Aos 57 anos, Edvana Carvalho vive uma das fases mais potentes de sua carreira. De volta à TV em horário nobre, ela dá vida à nova Eunice na regravação de Vale Tudo, papel que agora carrega outras camadas: é avó, mãe solo, costureira e artista – tudo com identidade própria. Longe do estereótipo da mulher “que já deu o que tinha que dar”, Edvana encara a maturidade como território de liberdade.
Entre uma gravação e outra, ela também mergulha no mestrado em dramaturgia, apresenta seu monólogo Aos 50 – Quem Me Aguenta? e reforça que, se existe um tempo para ser protagonista da própria história, esse tempo é agora.
Edvana, você está brilhando como a Eunice na nova versão de Vale Tudo. O que mais te encantou e o que te desafiou nessa personagem?
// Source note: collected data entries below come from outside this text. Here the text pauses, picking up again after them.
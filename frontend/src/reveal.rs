//! Reveal-on-scroll.
//!
//! Marked elements get the `visible` class the first time at least
//! `threshold` of them is inside the (bottom-inset) viewport, and are then
//! dropped from observation. The transition is one-way: scrolling the
//! element back out never removes the class.

use log::{debug, warn};
use wasm_bindgen::closure::Closure;
use wasm_bindgen::{JsCast, JsValue};
use web_sys::js_sys::{Array, Reflect};
use web_sys::{
    Element, HtmlElement, IntersectionObserver, IntersectionObserverEntry, IntersectionObserverInit,
    Window,
};

use crate::app::Enhancement;
use crate::config::{classes, selectors, Config};
use crate::dom::{set_style, Page};
use crate::error::InitError;
use crate::surface::ClassToggle;

/// Slack below the threshold still counted as a crossing. Browsers report
/// ratios like 0.1499 for the notification fired at the 0.15 threshold, so
/// anything within 0.001 of it reveals; 0.148 does not.
const RATIO_TOLERANCE: f64 = 1e-3;

#[derive(Debug, Clone, Copy, PartialEq)]
pub struct Intersection {
    pub is_intersecting: bool,
    pub ratio: f64,
}

impl Intersection {
    pub fn qualifies(&self, threshold: f64) -> bool {
        self.is_intersecting && self.ratio + RATIO_TOLERANCE >= threshold
    }
}

#[derive(Debug)]
pub struct RevealTracker<E> {
    threshold: f64,
    tracked: Vec<E>,
}

impl<E: ClassToggle + PartialEq> RevealTracker<E> {
    pub fn new(threshold: f64) -> Self {
        Self {
            threshold,
            tracked: Vec::new(),
        }
    }

    /// Returns `false` when the element is already tracked.
    pub fn track(&mut self, element: E) -> bool {
        if self.tracked.contains(&element) {
            return false;
        }
        self.tracked.push(element);
        true
    }

    pub fn tracked(&self) -> &[E] {
        &self.tracked
    }

    /// Applies one notification batch and returns the elements revealed by
    /// it, in batch order. Entries for untracked elements are ignored.
    pub fn process<I>(&mut self, batch: I) -> Vec<E>
    where
        I: IntoIterator<Item = (E, Intersection)>,
    {
        let mut revealed = Vec::new();
        for (element, hit) in batch {
            if !hit.qualifies(self.threshold) {
                continue;
            }
            let Some(pos) = self.tracked.iter().position(|e| *e == element) else {
                continue;
            };
            let element = self.tracked.swap_remove(pos);
            element.set_class(classes::VISIBLE, true);
            revealed.push(element);
        }
        revealed
    }
}

/// `transition-delay` for the card at `index`.
pub fn stagger_delay(index: usize, step_ms: u32) -> String {
    format!("{}ms", index as u64 * u64::from(step_ms))
}

pub fn observer_supported(window: &Window) -> bool {
    Reflect::has(window.as_ref(), &JsValue::from_str("IntersectionObserver")).unwrap_or(false)
}

/// A live observer the component can shut down.
pub trait Disconnect {
    fn disconnect(&self);
}

pub struct BrowserObserver {
    handle: IntersectionObserver,
    _callback: Closure<dyn FnMut(Array, IntersectionObserver)>,
}

impl Disconnect for BrowserObserver {
    fn disconnect(&self) {
        self.handle.disconnect();
    }
}

/// Inert (no observer) when the runtime lacks `IntersectionObserver`.
/// Dropping it disconnects the observer.
pub struct RevealOnScroll<O: Disconnect = BrowserObserver> {
    observer: Option<O>,
}

impl<O: Disconnect> RevealOnScroll<O> {
    /// `connect` only runs when the observer API is `supported`.
    pub fn setup<F>(supported: bool, connect: F) -> Result<Self, InitError>
    where
        F: FnOnce() -> Result<O, InitError>,
    {
        if !supported {
            warn!("IntersectionObserver unavailable, reveal animations disabled");
            return Ok(Self { observer: None });
        }
        Ok(Self {
            observer: Some(connect()?),
        })
    }

    #[cfg(test)]
    pub fn is_active(&self) -> bool {
        self.observer.is_some()
    }
}

impl<O: Disconnect> Drop for RevealOnScroll<O> {
    fn drop(&mut self) {
        if let Some(observer) = self.observer.take() {
            observer.disconnect();
        }
    }
}

impl Enhancement for RevealOnScroll {
    const NAME: &'static str = "reveal-on-scroll";

    fn init(page: &Page, config: &Config) -> Result<Self, InitError> {
        Self::setup(observer_supported(&page.window), || connect(page, config))
    }
}

fn connect(page: &Page, config: &Config) -> Result<BrowserObserver, InitError> {
    let mut tracker = RevealTracker::new(config.reveal.threshold);
    for element in page.all(selectors::FADE_IN)? {
        tracker.track(element);
    }
    for (index, card) in page.all(selectors::PROJECT_CARDS)?.into_iter().enumerate() {
        if let Some(card) = card.dyn_ref::<HtmlElement>() {
            let delay = stagger_delay(index, config.reveal.card_stagger_ms);
            set_style(card, "transition-delay", &delay);
        }
        tracker.track(card);
    }
    let targets: Vec<Element> = tracker.tracked().to_vec();

    let callback = Closure::wrap(Box::new(
        move |entries: Array, observer: IntersectionObserver| {
            let batch: Vec<(Element, Intersection)> = entries
                .iter()
                .filter_map(|entry| entry.dyn_into::<IntersectionObserverEntry>().ok())
                .map(|entry| {
                    let hit = Intersection {
                        is_intersecting: entry.is_intersecting(),
                        ratio: entry.intersection_ratio(),
                    };
                    (entry.target(), hit)
                })
                .collect();
            for element in tracker.process(batch) {
                observer.unobserve(&element);
            }
        },
    ) as Box<dyn FnMut(Array, IntersectionObserver)>);

    let options = IntersectionObserverInit::new();
    options.set_root_margin(config.reveal.root_margin);
    options.set_threshold(&JsValue::from_f64(config.reveal.threshold));
    let handle =
        IntersectionObserver::new_with_options(callback.as_ref().unchecked_ref(), &options)?;
    for target in &targets {
        handle.observe(target);
    }
    debug!("observing {} elements for reveal", targets.len());

    Ok(BrowserObserver {
        handle,
        _callback: callback,
    })
}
Ah, o que mais me encantou na Eunice é que 30 anos depois a gente pode falar não só de uma mulher que é dona de casa, mas que é dona de casa, mas que ganha o seu próprio dinheiro, com suas próprias criações, que no caso dela é a costura, é a modelagem. Outra coisa que me desafiou bastante e que me deixou muito feliz é a possibilidade de estar representando mulheres 50, 60 mais que estão aí, lindíssimas, atuantes, trabalhando, que são avós como eu, mas que estão no mercado, e que tem vida própria, sabe. Essa é uma grande mudança da minha geração para a das minhas avós, por exemplo. Então, isso é muito desafiante e muito gostoso de fazer. É poder contar a minha história no meu próprio tempo.
Você chegou a criticar a primeira versão da novela, em que a Eunice era “só dona de casa”. O que mudou na representação da mulher 50+ desde a primeira versão até agora?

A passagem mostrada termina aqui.